10 Named co-petitioners of the Municipality of San Narciso before this Court are its
municipal mayor and thirten (13) councilors.
11 Rollo, pp. 183-185.
12 Ibid., pp. 2 & 21; Ibid., p. 50.
13 Moran, COMMENTS ON THE RULES OF COURT, Vol. 3, 1970 ed., p. 208 citing
Newman v. U.S., 238 U.S. 537, 545, 56 L.Ed. 513.
14 Only in few exceptions may a private person exercise this function of government, an
example of which is when the state law allows a private person to question the regularity
of the incorporation of an entity; see E. McQuillin, THE LAW OF MUNICIPAL
CORPORATION, sec. 3.49, p. 592 (3rd ed. 1949).

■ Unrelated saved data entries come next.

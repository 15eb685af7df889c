// crates/eshop-core/src/config.rs

//! Process settings read from the environment.

use std::fmt;
use std::path::PathBuf;
use std::str::FromStr;

use serde::Serialize;

use crate::error::{Result, SeedError};
use crate::seed::passwords::PasswordConfig;

/// Profiles in which seeding may run.
pub const DEFAULT_ALLOWED_PROFILES: [&str; 3] = ["dev", "test", "local"];

/// Profiles in which a failed startup seed aborts the process.
pub const FATAL_PROFILES: [&str; 2] = ["dev", "test"];

pub const DEFAULT_MAX_CATEGORY_DEPTH: usize = 10;

/// Where seed data comes from.
#[derive(Debug, Clone, Copy, PartialEq, Eq, Default, Serialize)]
#[serde(rename_all = "snake_case")]
pub enum DataSource {
    /// The catalog compiled into the crate.
    #[default]
    Code,
    /// The seed properties file.
    Properties,
}

impl DataSource {
    pub fn as_str(&self) -> &'static str {
        match self {
            DataSource::Code => "code",
            DataSource::Properties => "properties",
        }
    }
}

impl FromStr for DataSource {
    type Err = SeedError;

    fn from_str(value: &str) -> Result<Self> {
        match value.trim().to_ascii_lowercase().as_str() {
            "code" => Ok(DataSource::Code),
            "properties" => Ok(DataSource::Properties),
            other => Err(SeedError::Configuration(format!(
                "unknown seed data source '{other}' (expected 'code' or 'properties')"
            ))),
        }
    }
}

impl fmt::Display for DataSource {
    fn fmt(&self, f: &mut fmt::Formatter<'_>) -> fmt::Result {
        f.write_str(self.as_str())
    }
}

#[derive(Debug, Clone)]
pub struct Settings {
    pub database_url: Option<String>,
    pub active_profiles: Vec<String>,
    pub allowed_profiles: Vec<String>,
    pub seed_enabled: bool,
    pub data_source: DataSource,
    pub seed_file: Option<PathBuf>,
    pub max_category_depth: usize,
    /// Argon2id cost for seeded user passwords.
    pub password_config: PasswordConfig,
}

impl Default for Settings {
    fn default() -> Self {
        Self {
            database_url: None,
            active_profiles: vec!["default".to_string()],
            allowed_profiles: DEFAULT_ALLOWED_PROFILES.iter().map(|p| p.to_string()).collect(),
            seed_enabled: true,
            data_source: DataSource::Code,
            seed_file: None,
            max_category_depth: DEFAULT_MAX_CATEGORY_DEPTH,
            password_config: PasswordConfig::default(),
        }
    }
}

impl Settings {
    pub fn from_env() -> Result<Self> {
        Self::from_lookup(|key| std::env::var(key).ok())
    }

    /// Builds settings from any key lookup. Unset keys keep their defaults.
    pub fn from_lookup<F>(lookup: F) -> Result<Self>
    where
        F: Fn(&str) -> Option<String>,
    {
        let mut settings = Settings::default();

        settings.database_url = lookup("DATABASE_URL").or_else(|| lookup("ESHOP_DATABASE_URL"));

        if let Some(profiles) = lookup("ESHOP_PROFILES") {
            let profiles = split_list(&profiles);
            if !profiles.is_empty() {
                settings.active_profiles = profiles;
            }
        }

        if let Some(allowed) = lookup("ESHOP_SEED_ALLOWED_PROFILES") {
            let allowed = split_list(&allowed);
            if !allowed.is_empty() {
                settings.allowed_profiles = allowed;
            }
        }

        if let Some(enabled) = lookup("ESHOP_SEED_ENABLED") {
            settings.seed_enabled = parse_bool("ESHOP_SEED_ENABLED", &enabled)?;
        }

        if let Some(source) = lookup("ESHOP_SEED_DATA_SOURCE") {
            settings.data_source = source.parse()?;
        }

        settings.seed_file = lookup("ESHOP_SEED_FILE")
            .filter(|path| !path.trim().is_empty())
            .map(PathBuf::from);

        if let Some(depth) = lookup("ESHOP_SEED_MAX_CATEGORY_DEPTH") {
            settings.max_category_depth = depth.trim().parse().map_err(|_| {
                SeedError::Configuration(format!(
                    "ESHOP_SEED_MAX_CATEGORY_DEPTH must be a non-negative integer, got '{depth}'"
                ))
            })?;
        }

        Ok(settings)
    }

    pub fn with_profiles(mut self, profiles: &[&str]) -> Self {
        self.active_profiles = profiles.iter().map(|p| p.to_string()).collect();
        self
    }

    pub fn is_profile_active(&self, profile: &str) -> bool {
        self.active_profiles
            .iter()
            .any(|active| active.eq_ignore_ascii_case(profile))
    }

    /// True when at least one active profile is in the allowed set.
    pub fn seeding_allowed(&self) -> bool {
        self.allowed_profiles
            .iter()
            .any(|allowed| self.is_profile_active(allowed))
    }

    /// True when a startup seeding failure must stop the process.
    pub fn fail_fast(&self) -> bool {
        FATAL_PROFILES.iter().any(|p| self.is_profile_active(p))
    }

    pub fn require_database_url(&self) -> Result<&str> {
        self.database_url.as_deref().ok_or_else(|| {
            SeedError::Configuration(
                "DATABASE_URL (or ESHOP_DATABASE_URL) must be set".to_string(),
            )
        })
    }
}

fn split_list(value: &str) -> Vec<String> {
    value
        .split(',')
        .map(str::trim)
        .filter(|item| !item.is_empty())
        .map(str::to_string)
        .collect()
}

fn parse_bool(key: &str, value: &str) -> Result<bool> {
    match value.trim().to_ascii_lowercase().as_str() {
        "true" | "1" | "yes" | "on" => Ok(true),
        "false" | "0" | "no" | "off" => Ok(false),
        _ => Err(SeedError::Configuration(format!(
            "{key} must be a boolean, got '{value}'"
        ))),
    }
}

#[cfg(test)]
mod tests {
    use super::*;
    use std::collections::HashMap;

    fn lookup(pairs: &[(&str, &str)]) -> impl Fn(&str) -> Option<String> {
        let map: HashMap<String, String> = pairs
            .iter()
            .map(|(k, v)| (k.to_string(), v.to_string()))
            .collect();
        move |key| map.get(key).cloned()
    }

    #[test]
    fn defaults_apply_when_nothing_is_set() {
        let settings = Settings::from_lookup(lookup(&[])).unwrap();
        assert_eq!(settings.active_profiles, vec!["default".to_string()]);
        assert!(settings.seed_enabled);
        assert_eq!(settings.data_source, DataSource::Code);
        assert_eq!(settings.max_category_depth, 10);
        assert!(!settings.seeding_allowed());
    }

    #[test]
    fn profiles_and_source_are_read() {
        let settings = Settings::from_lookup(lookup(&[
            ("ESHOP_DATABASE_URL", "postgres://localhost/eshop"),
            ("ESHOP_PROFILES", "local, metrics"),
            ("ESHOP_SEED_DATA_SOURCE", "Properties"),
            ("ESHOP_SEED_ENABLED", "no"),
        ]))
        .unwrap();

        assert_eq!(settings.require_database_url().unwrap(), "postgres://localhost/eshop");
        assert!(settings.seeding_allowed());
        assert!(!settings.fail_fast());
        assert_eq!(settings.data_source, DataSource::Properties);
        assert!(!settings.seed_enabled);
    }

    #[test]
    fn invalid_values_are_configuration_errors() {
        assert!(Settings::from_lookup(lookup(&[("ESHOP_SEED_ENABLED", "maybe")])).is_err());
        assert!(Settings::from_lookup(lookup(&[("ESHOP_SEED_DATA_SOURCE", "yaml")])).is_err());
        assert!(Settings::from_lookup(lookup(&[("ESHOP_SEED_MAX_CATEGORY_DEPTH", "-1")])).is_err());
    }

    #[test]
    fn dev_and_test_fail_fast() {
        let settings = Settings::default().with_profiles(&["TEST"]);
        assert!(settings.seeding_allowed());
        assert!(settings.fail_fast());
    }
}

15 Sec. 1(c), Rule 66, Rules of Court.
16 Sec. 3, ibid.
17 Sec. 4, ibid.
18 Sec. 6, ibid.
19 Tumulak v. Egay, 82 Phil. 828; Tavora v. Ofiana, 83 Phil. 672; Unabia v. City Mayor (99
Phil. 253). In Castro v. Del Rosario (19 SCRA 196), the Court stated that the one-year
limitation for filing a quo warranto proceedings is "an expression of policy on the part of

the State that persons claiming a right to an office of which they are illegally
dispossessed should immediately take steps to recover said office and that if they do not
do so within a period of one year, they shall be considered as having lost their right
thereto by abandonment."
20 Noteworthy is Section 16, Rule 16, of the Rules of Court which sets a five-year
limitation for filing a quo warranto action if its purpose is to bring about the "forfeiture of
charter" of a corporation, that period to be counted from the time "the act complained of
was done or committed."
21 Briad Agro Development Corporation v. De la Serna, supra at p. 534; SSK Parts
Corporation v. Camas, 181 SCRA 675.
22 Briad Agro Development Corporation v. De la Serna, 174 SCRA 524, 532 citing
Government of P.I. v. Municipality of Binalonan, 32 Phil. 634.